You may have noticed the title I have bestowed on myself.
Rain queen.
Lets just call her my alter ego. You see, I was born average. Very average. My family was your typical middle class common and garden peanut- butter- sandwiches and fish on a Friday night variety. No illustrious ancestors, no major achievers. Just honest and hardworking.

I was marginally above average at school only because I loved it and had a bunch of teachers who loved me, but I exhibited no visible talent or sporting prowess at all.
So, I was destined to be ordinary. It is what God gave me ( someday I plan to ask Him why ), but in my heart, I rallied against ordinary, mediocre, average. I wanted to really achieve at something – anything. Just to get me off the path of mediocrity. I tried many things – psychology, antique restorer, would be landscaper in charge of plastic tulips at Sun City casino, amateur chef, hotelier, waitress, auction house trawler, plant propagator. All of them had one core element in common – entrepeneurship – I have for almost my entire working life , been self employed. I was the only one who wanted me . Just as well as I don’t think I am cut out for the cut throat corporate world, brown nosing and red tape.
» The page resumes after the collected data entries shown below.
//! Live tables, as read from a database catalog.

use serde::{Deserialize, Serialize};

use crate::ident::same_ident;

/// A column as it exists in the database.
#[derive(Debug, Clone, PartialEq, Eq, Serialize, Deserialize)]
pub struct ColumnDefinition {
    /// Column name.
    pub name: String,
    /// Raw dialect type string (e.g. `varchar(100)`, `int4`, `NVARCHAR`).
    pub data_type: String,
    /// Whether the column accepts NULL.
    pub nullable: bool,
    /// Whether the column is part of the primary key.
    pub primary_key: bool,
    /// Whether the database generates values for the column.
    pub identity: bool,
    /// Character or byte length, when the catalog reports one.
    pub max_length: Option<u64>,
    /// Numeric precision, when the catalog reports one.
    pub precision: Option<u32>,
    /// Numeric scale, when the catalog reports one.
    pub scale: Option<u32>,
}

impl ColumnDefinition {
    /// Create a nullable column with no size metadata.
    pub fn new(name: impl Into<String>, data_type: impl Into<String>) -> Self {
        Self {
            name: name.into(),
            data_type: data_type.into(),
            nullable: true,
            primary_key: false,
            identity: false,
            max_length: None,
            precision: None,
            scale: None,
        }
    }

    /// Mark the column NOT NULL.
    pub fn not_null(mut self) -> Self {
        self.nullable = false;
        self
    }

    /// Mark the column as primary key (NOT NULL).
    pub fn primary_key(mut self) -> Self {
        self.primary_key = true;
        self.nullable = false;
        self
    }

    /// Mark the column as database-generated.
    pub fn identity(mut self) -> Self {
        self.identity = true;
        self
    }

    /// Set the reported length.
    pub fn max_length(mut self, length: u64) -> Self {
        self.max_length = Some(length);
        self
    }

    /// Set the reported precision and scale.
    pub fn precision(mut self, precision: u32, scale: u32) -> Self {
        self.precision = Some(precision);
        self.scale = Some(scale);
        self
    }
}

/// A table as it exists in the database.
#[derive(Debug, Clone, PartialEq, Eq, Serialize, Deserialize)]
pub struct TableDefinition {
    /// Table name.
    pub name: String,
    /// Schema (or attached database) the table lives in.
    pub schema: Option<String>,
    /// Columns in ordinal order.
    pub columns: Vec<ColumnDefinition>,
}

impl TableDefinition {
    /// Create a new table with no columns.
    pub fn new(name: impl Into<String>) -> Self {
        Self {
            name: name.into(),
            schema: None,
            columns: Vec::new(),
        }
    }

    /// Place the table in a schema.
    pub fn in_schema(mut self, schema: impl Into<String>) -> Self {
        self.schema = Some(schema.into());
        self
    }

    /// Append a column.
    pub fn column(mut self, column: ColumnDefinition) -> Self {
        self.columns.push(column);
        self
    }

    /// Schema, ignoring empty strings.
    pub fn schema(&self) -> Option<&str> {
        self.schema.as_deref().filter(|s| !s.is_empty())
    }

    /// Find a column by case-insensitive name.
    pub fn find_column(&self, name: &str) -> Option<&ColumnDefinition> {
        self.columns.iter().find(|c| same_ident(&c.name, name))
    }

    /// Whether the table already has a primary key.
    pub fn has_primary_key(&self) -> bool {
        self.columns.iter().any(|c| c.primary_key)
    }

    /// Whether this table is the one an entity with `name` / `schema`
    /// refers to. An absent entity schema matches any table schema.
    pub fn matches(&self, name: &str, schema: Option<&str>) -> bool {
        if !same_ident(&self.name, name) {
            return false;
        }
        match (schema.filter(|s| !s.is_empty()), self.schema()) {
            (None, _) => true,
            (Some(wanted), Some(actual)) => same_ident(wanted, actual),
            (Some(_), None) => false,
        }
    }
}
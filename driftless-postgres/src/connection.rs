//! PostgreSQL connection wrapper.

use async_trait::async_trait;
use deadpool_postgres::Object;
use driftless_migrate::{MigrateResult, Row, SqlExecutor, SqlParam};
use tokio_postgres::types::ToSql;
use tracing::debug;

use crate::error::PgResult;
use crate::types::{params_to_sql, row_from_pg};

/// One pooled PostgreSQL connection exposed as a [`SqlExecutor`].
///
/// PostgreSQL runs DDL inside transactions, so the whole migration commits
/// or rolls back as a unit.
pub struct PgExecutor {
    client: Object,
    identity: String,
}

impl PgExecutor {
    /// Wrap a pooled client.
    pub(crate) fn new(client: Object, identity: String) -> Self {
        Self { client, identity }
    }

    /// Execute a batch of statements in a single round-trip.
    pub async fn batch_execute(&self, sql: &str) -> PgResult<()> {
        debug!(sql = %sql, "Executing batch");
        self.client.batch_execute(sql).await?;
        Ok(())
    }

    async fn execute_params(&self, sql: &str, params: &[SqlParam]) -> PgResult<u64> {
        if params.is_empty() {
            self.batch_execute(sql).await?;
            return Ok(0);
        }

        debug!(sql = %sql, params = params.len(), "Executing statement");
        let boxed = params_to_sql(params);
        let refs: Vec<&(dyn ToSql + Sync)> = boxed
            .iter()
            .map(|p| p.as_ref() as &(dyn ToSql + Sync))
            .collect();
        Ok(self.client.execute(sql, &refs).await?)
    }

    async fn query_params(&self, sql: &str, params: &[SqlParam]) -> PgResult<Vec<Row>> {
        debug!(sql = %sql, params = params.len(), "Executing query");
        let boxed = params_to_sql(params);
        let refs: Vec<&(dyn ToSql + Sync)> = boxed
            .iter()
            .map(|p| p.as_ref() as &(dyn ToSql + Sync))
            .collect();
        let rows = self.client.query(sql, &refs).await?;
        Ok(rows.iter().map(row_from_pg).collect())
    }

    /// Get the underlying pooled client.
    pub fn inner(&self) -> &Object {
        &self.client
    }
}

#[async_trait]
impl SqlExecutor for PgExecutor {
    fn provider(&self) -> &str {
        "postgresql"
    }

    fn database_identity(&self) -> String {
        self.identity.clone()
    }

    async fn execute(&self, sql: &str, params: &[SqlParam]) -> MigrateResult<u64> {
        Ok(self.execute_params(sql, params).await?)
    }

    async fn query(&self, sql: &str, params: &[SqlParam]) -> MigrateResult<Vec<Row>> {
        Ok(self.query_params(sql, params).await?)
    }

    async fn begin(&self) -> MigrateResult<()> {
        Ok(self.batch_execute("BEGIN").await?)
    }

    async fn commit(&self) -> MigrateResult<()> {
        Ok(self.batch_execute("COMMIT").await?)
    }

    async fn rollback(&self) -> MigrateResult<()> {
        Ok(self.batch_execute("ROLLBACK").await?)
    }
}
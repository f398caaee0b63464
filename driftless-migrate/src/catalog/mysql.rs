//! MySQL catalog reader.

use async_trait::async_trait;
use driftless_model::{ColumnDefinition, Dialect, TableDefinition};
use tracing::debug;

use super::{CatalogFilter, CatalogReader, TableSet, catalog_query, version_query};
use crate::capability::ServerVersion;
use crate::compat::RawType;
use crate::connection::SqlExecutor;
use crate::error::MigrateResult;

/// Catalog queries for MySQL.
pub mod queries {
    /// Base tables of the current database.
    pub const TABLES: &str = r#"
SELECT TABLE_SCHEMA AS table_schema, TABLE_NAME AS table_name
FROM information_schema.TABLES
WHERE TABLE_SCHEMA = DATABASE() AND TABLE_TYPE = 'BASE TABLE'
ORDER BY TABLE_NAME
"#;

    /// Columns of the current database, in ordinal order.
    pub const COLUMNS: &str = r#"
SELECT
    TABLE_SCHEMA AS table_schema,
    TABLE_NAME AS table_name,
    COLUMN_NAME AS column_name,
    COLUMN_TYPE AS column_type,
    IS_NULLABLE AS is_nullable,
    COLUMN_KEY AS column_key,
    EXTRA AS extra,
    NUMERIC_PRECISION AS numeric_precision,
    NUMERIC_SCALE AS numeric_scale
FROM information_schema.COLUMNS
WHERE TABLE_SCHEMA = DATABASE()
ORDER BY TABLE_NAME, ORDINAL_POSITION
"#;

    /// Server version.
    pub const VERSION: &str = "SELECT VERSION() AS version";
}

/// Reads `information_schema` of the current MySQL database.
#[derive(Debug, Clone, Copy, Default)]
pub struct MySqlCatalog;

#[async_trait]
impl CatalogReader for MySqlCatalog {
    fn dialect(&self) -> Dialect {
        Dialect::MySql
    }

    async fn read_catalog(
        &self,
        conn: &dyn SqlExecutor,
        filter: &CatalogFilter,
    ) -> MigrateResult<Vec<TableDefinition>> {
        let mut set = TableSet::default();

        for row in catalog_query(conn, queries::TABLES).await? {
            let Some(name) = row.get_string("table_name") else {
                continue;
            };
            if filter.should_include_table(&name) {
                set.insert(row.get_string("table_schema"), name);
            }
        }

        for row in catalog_query(conn, queries::COLUMNS).await? {
            let (Some(table), Some(name), Some(column_type)) = (
                row.get_string("table_name"),
                row.get_string("column_name"),
                row.get_string("column_type"),
            ) else {
                continue;
            };

            let raw = RawType::parse(&column_type);
            let primary_key = row
                .get_string("column_key")
                .is_some_and(|k| k.eq_ignore_ascii_case("PRI"));

            let mut column = ColumnDefinition::new(name, column_type.clone());
            column.nullable = row.get_bool("is_nullable").unwrap_or(true) && !primary_key;
            column.primary_key = primary_key;
            column.identity = row
                .get_string("extra")
                .is_some_and(|e| e.to_ascii_lowercase().contains("auto_increment"));
            // Text tiers are sized by the oracle; only explicit lengths count.
            if matches!(raw.name.as_str(), "CHAR" | "VARCHAR" | "BINARY" | "VARBINARY") {
                column.max_length = raw.length();
            }
            if matches!(raw.name.as_str(), "DECIMAL" | "NUMERIC") {
                column.precision = super::row_u32(&row, "numeric_precision");
                column.scale = super::row_u32(&row, "numeric_scale");
            }

            set.push_column(row.get_string("table_schema").as_deref(), &table, column);
        }

        let tables = set.into_tables();
        debug!(tables = tables.len(), "Read MySQL catalog");
        Ok(tables)
    }

    async fn server_version(&self, conn: &dyn SqlExecutor) -> MigrateResult<Option<ServerVersion>> {
        version_query(conn, queries::VERSION).await
    }
}

#[cfg(test)]
mod tests {
    use super::*;
    use crate::connection::Row;
    use crate::testing::RecordingExecutor;
    use serde_json::{Value, json};

    fn col(table: &str, name: &str, ty: &str, nullable: &str, key: &str, extra: &str) -> Row {
        Row::new()
            .with("table_schema", "shop")
            .with("table_name", table)
            .with("column_name", name)
            .with("column_type", ty)
            .with("is_nullable", nullable)
            .with("column_key", key)
            .with("extra", extra)
            .with("numeric_precision", if ty.starts_with("decimal") { json!(10) } else { Value::Null })
            .with("numeric_scale", if ty.starts_with("decimal") { json!(2) } else { Value::Null })
    }

    #[tokio::test]
    async fn test_read_catalog() {
        let exec = RecordingExecutor::new("mysql")
            .respond(
                "information_schema.TABLES",
                vec![
                    Row::new().with("table_schema", "shop").with("table_name", "Order"),
                    Row::new()
                        .with("table_schema", "shop")
                        .with("table_name", "_driftless_history"),
                ],
            )
            .respond(
                "information_schema.COLUMNS",
                vec![
                    col("Order", "Id", "int", "NO", "PRI", "auto_increment"),
                    col("Order", "Total", "decimal(10,2)", "YES", "", ""),
                    col("Order", "Status", "varchar(20)", "NO", "", ""),
                    col("Order", "Notes", "text", "YES", "", ""),
                    col("_driftless_history", "Id", "bigint", "NO", "PRI", "auto_increment"),
                ],
            );

        let tables = MySqlCatalog
            .read_catalog(&exec, &CatalogFilter::new("_driftless_history"))
            .await
            .unwrap();

        assert_eq!(tables.len(), 1);
        let order = &tables[0];
        assert_eq!(order.schema.as_deref(), Some("shop"));
        assert_eq!(order.columns.len(), 4);

        let id = order.find_column("Id").unwrap();
        assert!(id.primary_key && id.identity && !id.nullable);

        let total = order.find_column("Total").unwrap();
        assert_eq!((total.precision, total.scale), (Some(10), Some(2)));

        assert_eq!(order.find_column("Status").unwrap().max_length, Some(20));
        assert_eq!(order.find_column("Notes").unwrap().max_length, None);
    }
}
What I want to do, I want to do NOW. It is my motto , my credo – the Nike slogan – Just do it ( and NOW ).

But on a more serious note, deep down, I am convinced that I should have been born royal or at least titled. I would have been an asset to the nobility – never revelling in my means or station , but exhibiting philanthropic, well meaning behaviour .
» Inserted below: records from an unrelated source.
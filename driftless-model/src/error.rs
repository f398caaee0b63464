//! Error types for model definition and validation.

// These warnings are false positives - the fields are used by derive macros
#![allow(unused_assignments)]

use miette::Diagnostic;
use thiserror::Error;

/// Result type for model operations.
pub type ModelResult<T> = Result<T, ModelError>;

/// Errors that can occur while describing or validating a declared model.
#[derive(Error, Debug, Diagnostic)]
pub enum ModelError {
    /// Invalid entity definition.
    #[error("invalid entity `{name}`: {message}")]
    #[diagnostic(code(driftless::model::invalid_entity))]
    InvalidEntity { name: String, message: String },

    /// Invalid property definition.
    #[error("invalid property `{entity}.{property}`: {message}")]
    #[diagnostic(code(driftless::model::invalid_property))]
    InvalidProperty {
        entity: String,
        property: String,
        message: String,
    },

    /// Duplicate definition.
    #[error("duplicate {kind} `{name}`")]
    #[diagnostic(code(driftless::model::duplicate))]
    Duplicate { kind: String, name: String },

    /// Provider identity that maps to no supported dialect.
    #[error("unknown database provider `{provider}`")]
    #[diagnostic(
        code(driftless::model::unknown_dialect),
        help("supported dialects are sqlite, mysql, postgresql and sqlserver")
    )]
    UnknownDialect { provider: String },

    /// Validation error with multiple issues.
    #[error("model validation failed with {count} error(s)")]
    #[diagnostic(code(driftless::model::validation_failed))]
    ValidationFailed {
        count: usize,
        #[related]
        errors: Vec<ModelError>,
    },
}

impl ModelError {
    /// Create an invalid entity error.
    pub fn invalid_entity(name: impl Into<String>, message: impl Into<String>) -> Self {
        Self::InvalidEntity {
            name: name.into(),
            message: message.into(),
        }
    }

    /// Create an invalid property error.
    pub fn invalid_property(
        entity: impl Into<String>,
        property: impl Into<String>,
        message: impl Into<String>,
    ) -> Self {
        Self::InvalidProperty {
            entity: entity.into(),
            property: property.into(),
            message: message.into(),
        }
    }

    /// Create a duplicate definition error.
    pub fn duplicate(kind: impl Into<String>, name: impl Into<String>) -> Self {
        Self::Duplicate {
            kind: kind.into(),
            name: name.into(),
        }
    }

    /// Create an unknown dialect error.
    pub fn unknown_dialect(provider: impl Into<String>) -> Self {
        Self::UnknownDialect {
            provider: provider.into(),
        }
    }
}

#[cfg(test)]
mod tests {
    use super::*;

    #[test]
    fn test_error_display() {
        let err = ModelError::invalid_property("Order", "Total", "scale exceeds precision");
        assert_eq!(
            err.to_string(),
            "invalid property `Order.Total`: scale exceeds precision"
        );
    }

    #[test]
    fn test_unknown_dialect_display() {
        let err = ModelError::unknown_dialect("oracle");
        assert!(err.to_string().contains("oracle"));
    }
}
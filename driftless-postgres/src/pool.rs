//! Connection pool for PostgreSQL.

use std::sync::Arc;

use deadpool_postgres::{Manager, ManagerConfig, Pool, RecyclingMethod};
use tokio_postgres::NoTls;
use tracing::{debug, info};

use crate::config::PgConfig;
use crate::connection::PgExecutor;
use crate::error::{PgError, PgResult};

/// A connection pool for PostgreSQL.
///
/// Each migration run checks out one connection with [`PgPool::executor`]
/// and keeps it until the run ends, so its transaction and session-level
/// advisory lock stay on the same backend.
#[derive(Clone)]
pub struct PgPool {
    inner: Pool,
    config: Arc<PgConfig>,
}

impl PgPool {
    /// Create a new connection pool from configuration.
    pub fn new(config: PgConfig) -> PgResult<Self> {
        let mgr_config = ManagerConfig {
            recycling_method: RecyclingMethod::Fast,
        };
        let mgr = Manager::from_config(config.to_pg_config(), NoTls, mgr_config);

        let pool = Pool::builder(mgr)
            .max_size(config.max_connections)
            .build()
            .map_err(|e| PgError::config(format!("failed to create pool: {}", e)))?;

        info!(
            host = %config.host,
            port = %config.port,
            database = %config.database,
            max_connections = %config.max_connections,
            "PostgreSQL connection pool created"
        );

        Ok(Self {
            inner: pool,
            config: Arc::new(config),
        })
    }

    /// Create a pool from a database URL.
    pub fn from_url(url: &str) -> PgResult<Self> {
        Self::new(PgConfig::from_url(url)?)
    }

    /// Check out a connection for a migration run.
    pub async fn executor(&self) -> PgResult<PgExecutor> {
        debug!("Acquiring connection from pool");
        let client = self.inner.get().await?;
        Ok(PgExecutor::new(client, self.config.identity()))
    }

    /// Get the pool configuration.
    pub fn config(&self) -> &PgConfig {
        &self.config
    }

    /// Close the pool and all connections.
    pub fn close(&self) {
        self.inner.close();
        info!("PostgreSQL connection pool closed");
    }
}

#[cfg(test)]
mod tests {
    use super::*;

    #[test]
    fn test_pool_from_url() {
        let pool = PgPool::from_url("postgresql://localhost/shop?max_connections=2").unwrap();
        assert_eq!(pool.config().max_connections, 2);
        assert_eq!(pool.config().database, "shop");
    }

    #[test]
    fn test_pool_rejects_bad_url() {
        assert!(PgPool::from_url("sqlite://app.db").is_err());
    }
}
//! SQLite adapter for the driftless migration engine.
//!
//! This crate binds a single `tokio-rusqlite` connection to the engine's
//! [`SqlExecutor`](driftless_migrate::SqlExecutor) capability.
//!
//! # Features
//!
//! - Async/await support via `tokio-rusqlite`
//! - Transactional DDL with `BEGIN IMMEDIATE`
//! - In-memory and file-based databases
//! - File-backed databases report their path for pre-migration backups
//!
//! # Example
//!
//! ```rust,ignore
//! use driftless_migrate::{MigrationEngine, MigrationPolicy};
//! use driftless_sqlite::SqliteExecutor;
//!
//! #[tokio::main]
//! async fn main() -> Result<(), Box<dyn std::error::Error>> {
//!     let conn = SqliteExecutor::connect("sqlite://./app.db").await?;
//!     let report = MigrationEngine::new(MigrationPolicy::default())
//!         .run(&conn, &model())
//!         .await?;
//!     println!("{}", report.summary());
//!     Ok(())
//! }
//! ```

pub mod config;
pub mod connection;
pub mod error;
pub mod types;

pub use config::{DatabasePath, JournalMode, SqliteConfig};
pub use connection::SqliteExecutor;
pub use error::{SqliteError, SqliteResult};
//! Identifier comparison helpers.

/// Case-insensitive identifier equality.
pub fn same_ident(a: &str, b: &str) -> bool {
    a.chars()
        .flat_map(char::to_lowercase)
        .eq(b.chars().flat_map(char::to_lowercase))
}
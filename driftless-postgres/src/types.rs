//! Type conversions for PostgreSQL.

use chrono::{DateTime, NaiveDate, NaiveDateTime, Utc};
use driftless_migrate::{Row, SqlParam};
use serde_json::Value;
use tokio_postgres::types::{ToSql, Type};

/// Convert a bind parameter to a boxed PostgreSQL value.
pub fn param_to_sql(param: &SqlParam) -> Box<dyn ToSql + Sync + Send> {
    match param {
        SqlParam::Null => Box::new(Option::<String>::None),
        SqlParam::Bool(b) => Box::new(*b),
        SqlParam::Int(i) => Box::new(*i),
        SqlParam::Text(s) => Box::new(s.clone()),
        SqlParam::Timestamp(t) => Box::new(*t),
    }
}

/// Convert bind parameters to PostgreSQL values.
pub fn params_to_sql(params: &[SqlParam]) -> Vec<Box<dyn ToSql + Sync + Send>> {
    params.iter().map(param_to_sql).collect()
}

/// Convert a driver row into an engine row. Columns of types the engine
/// never reads (void, numeric, arrays) come back as NULL.
pub fn row_from_pg(row: &tokio_postgres::Row) -> Row {
    row.columns()
        .iter()
        .enumerate()
        .map(|(i, column)| (column.name().to_string(), column_value(row, i, column.type_())))
        .collect()
}

fn column_value(row: &tokio_postgres::Row, i: usize, ty: &Type) -> Value {
    fn get<'a, T: tokio_postgres::types::FromSql<'a>>(
        row: &'a tokio_postgres::Row,
        i: usize,
    ) -> Option<T> {
        row.try_get::<_, Option<T>>(i).ok().flatten()
    }

    let value = match *ty {
        Type::BOOL => get::<bool>(row, i).map(Value::from),
        Type::INT2 => get::<i16>(row, i).map(Value::from),
        Type::INT4 => get::<i32>(row, i).map(Value::from),
        Type::INT8 => get::<i64>(row, i).map(Value::from),
        Type::OID => get::<u32>(row, i).map(Value::from),
        Type::FLOAT4 => get::<f32>(row, i).map(|f| Value::from(f64::from(f))),
        Type::FLOAT8 => get::<f64>(row, i).map(Value::from),
        Type::TEXT | Type::VARCHAR | Type::BPCHAR | Type::NAME | Type::CHAR => {
            get::<String>(row, i).map(Value::from)
        }
        Type::JSON | Type::JSONB => get::<Value>(row, i),
        Type::TIMESTAMPTZ => get::<DateTime<Utc>>(row, i).map(|t| Value::from(t.to_rfc3339())),
        Type::TIMESTAMP => get::<NaiveDateTime>(row, i).map(|t| Value::from(t.to_string())),
        Type::DATE => get::<NaiveDate>(row, i).map(|d| Value::from(d.to_string())),
        _ => None,
    };
    value.unwrap_or(Value::Null)
}

#[cfg(test)]
mod tests {
    use super::*;

    #[test]
    fn test_params_to_sql_count() {
        let params = [
            SqlParam::from("Order"),
            SqlParam::Int(3),
            SqlParam::Bool(true),
            SqlParam::Timestamp(Utc::now()),
            SqlParam::Null,
        ];
        assert_eq!(params_to_sql(&params).len(), 5);
    }

    #[test]
    fn test_param_types_accepted() {
        assert!(<String as ToSql>::accepts(&Type::TEXT));
        assert!(<DateTime<Utc> as ToSql>::accepts(&Type::TIMESTAMPTZ));
        assert!(<Option<String> as ToSql>::accepts(&Type::VARCHAR));
    }
}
Alas it was not to be. But in my own business, where I make the rules, I can lay claim to the title of Rain Queen. Or perhaps not – that title belongs to Miss Swaziland. Ok I will just have to settle for the “ Queen of Rain” .
My little company is the jewel in the crown of my life’s work. It is what I eat, sleep, dream. I selflessly give it my all ...... and more. It has hurt me more deeply than any other single event in my life, and it has provided unparalled joys and highs. Nothing I have today has come easily, without blood, sweat and many tears. I am quite convinced that God has used Rain to build character in me and I am constantly hoping that He is now satisfied with the character part and will let me get onto the fun bits of being Queen.

Oh , one can only dream.

Wednesday, March 4, 2009

Ok, so I am a novice. Never blogged before. Where does one start, and is there really a beginning ?

I suppose it would help to tell you why the heck I am doing this . It is basically because I long to share. I am an exhorter and giver by nature. At my very core, I love to share, to give , to mentor, and to encourage and uplift others. So maybe, somehow, somewhere, sometime these blog rambles may well give someone a glimmer of hope, or a lifeline in a tough situation. It may well encouarge a would be entrepenuer to take the plunge or gamble on a risk. It may inform and inspire - this is my hope and intent.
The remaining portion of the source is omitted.